Some perspective, please

After the dreadful attack on the Togolese national football team, questions have been raised about the World Cup tournament in South Africa later this year. But why?

 After all, France 1998 went ahead despite the Kosovo conflict, which was occuring on the same continent.

As Danny Jordaan has pointed out, South Africa 2010 has nothing to do with the African Cup of Nations save for being held in the same year.  What happened on Friday, 3,000 kilometres away from SAFA headquarters is tragic, but it has no bearing on the World Cup.

This situation has merely highlighted the West’s blinkered view of Africa as a single troubled entity. But Angola is just one of fifty-two countries here and is as different from South Africa as Hungary is from the UK and Honduras is from the US.

So can we drop the hysteria and get a little perspective, please?

EDIT: See also here.

5 thoughts on “Some perspective, please

  1. But how could we possibly sell newspapers without beautiful headlines like that or give the nay-sayers “hope” that the world cup will actually still be played on another continent?!

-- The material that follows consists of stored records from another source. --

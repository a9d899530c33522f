//! Text filters used by templates.

/// Alternate case by position: even indices upper, odd indices lower.
///
/// Positions count `char`s, not bytes. A character whose case mapping expands
/// (e.g. `ß` → `SS`) contributes every mapped character.
pub fn uglify(text: &str) -> String {
    let mut out = String::with_capacity(text.len());
    for (index, c) in text.chars().enumerate() {
        if index % 2 == 0 {
            out.extend(c.to_uppercase());
        } else {
            out.extend(c.to_lowercase());
        }
    }
    out
}
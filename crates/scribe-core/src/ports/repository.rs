use async_trait::async_trait;
use uuid::Uuid;

use crate::domain::{Comment, CommentView, Group, Page, PageRequest, Post, PostView, User};
use crate::error::RepoError;

/// Generic repository trait defining standard CRUD operations.
#[async_trait]
pub trait BaseRepository<T, ID>: Send + Sync {
    /// Find an entity by its unique ID.
    async fn find_by_id(&self, id: ID) -> Result<Option<T>, RepoError>;

    /// Insert a new entity.
    async fn insert(&self, entity: T) -> Result<T, RepoError>;

    /// Overwrite an existing entity; `RepoError::NotFound` if it is gone.
    async fn update(&self, entity: T) -> Result<T, RepoError>;

    /// Delete an entity by its ID.
    async fn delete(&self, id: ID) -> Result<(), RepoError>;
}

#[async_trait]
pub trait UserRepository: BaseRepository<User, Uuid> {
    async fn find_by_username(&self, username: &str) -> Result<Option<User>, RepoError>;
}

#[async_trait]
pub trait GroupRepository: BaseRepository<Group, Uuid> {
    async fn find_by_slug(&self, slug: &str) -> Result<Option<Group>, RepoError>;

    /// All groups ordered by title, for the post form.
    async fn list(&self) -> Result<Vec<Group>, RepoError>;
}

/// Post repository. Every listing is newest first.
#[async_trait]
pub trait PostRepository: BaseRepository<Post, Uuid> {
    async fn page_all(&self, request: &PageRequest) -> Result<Page<PostView>, RepoError>;

    async fn page_by_group(
        &self,
        group_id: Uuid,
        request: &PageRequest,
    ) -> Result<Page<PostView>, RepoError>;

    async fn page_by_author(
        &self,
        author_id: Uuid,
        request: &PageRequest,
    ) -> Result<Page<PostView>, RepoError>;

    /// Look a post up by author username and id; `None` if either does not match.
    async fn find_by_author_and_id(
        &self,
        username: &str,
        post_id: Uuid,
    ) -> Result<Option<PostView>, RepoError>;

    async fn count_by_author(&self, author_id: Uuid) -> Result<u64, RepoError>;
}

#[async_trait]
pub trait CommentRepository: BaseRepository<Comment, Uuid> {
    /// Comments on a post, oldest first.
    async fn list_for_post(&self, post_id: Uuid) -> Result<Vec<CommentView>, RepoError>;
}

    Maybe the World Cup actually being played here will help educate the rest of the world that we are not just one big (un)happy continent and that we are as diverse as places like Europe.

    It is still a problem though and these kind of incidents need to be stamped out. I said it on another blog as well that Pakistan are still trying to convince people to come back and tour them after that horrendous attack on the Sri Lankan cricket side.

    It s the kind of rubbish we don’t need
    .-= Marc´s last blog ..10 TRENDS FOR 2010 – by Dion Chang =-.

  2. I can’t quite suppress the fear that something terrible will happen during the World Cup Finals, but that’s down to the wider geopolitical situation rather than because of what’s happened in Angola. And I feel exactly the same way – even more so – about the Olympics here in the UK.

    I hope I’m wrong and the fears are nothing more than shadows that disappear when the light of day falls upon them.

    But, in any case, that’s no reason to cancel any major sporting event – that is to let fear triumph over hope, and if we ever let ourselves fall into that trap, then we really are doomed.
    .-= Ro´s last blog ..Practical Economics =-.

  3. Marc > Thre are a lot of people waiting for us to fail. That’s why it’s imperative that we succeed!

    Ro > Every big sporting event is a huge target for terrorism – and why not? You don’t get a bigger stage than the Olympics or the World Cup.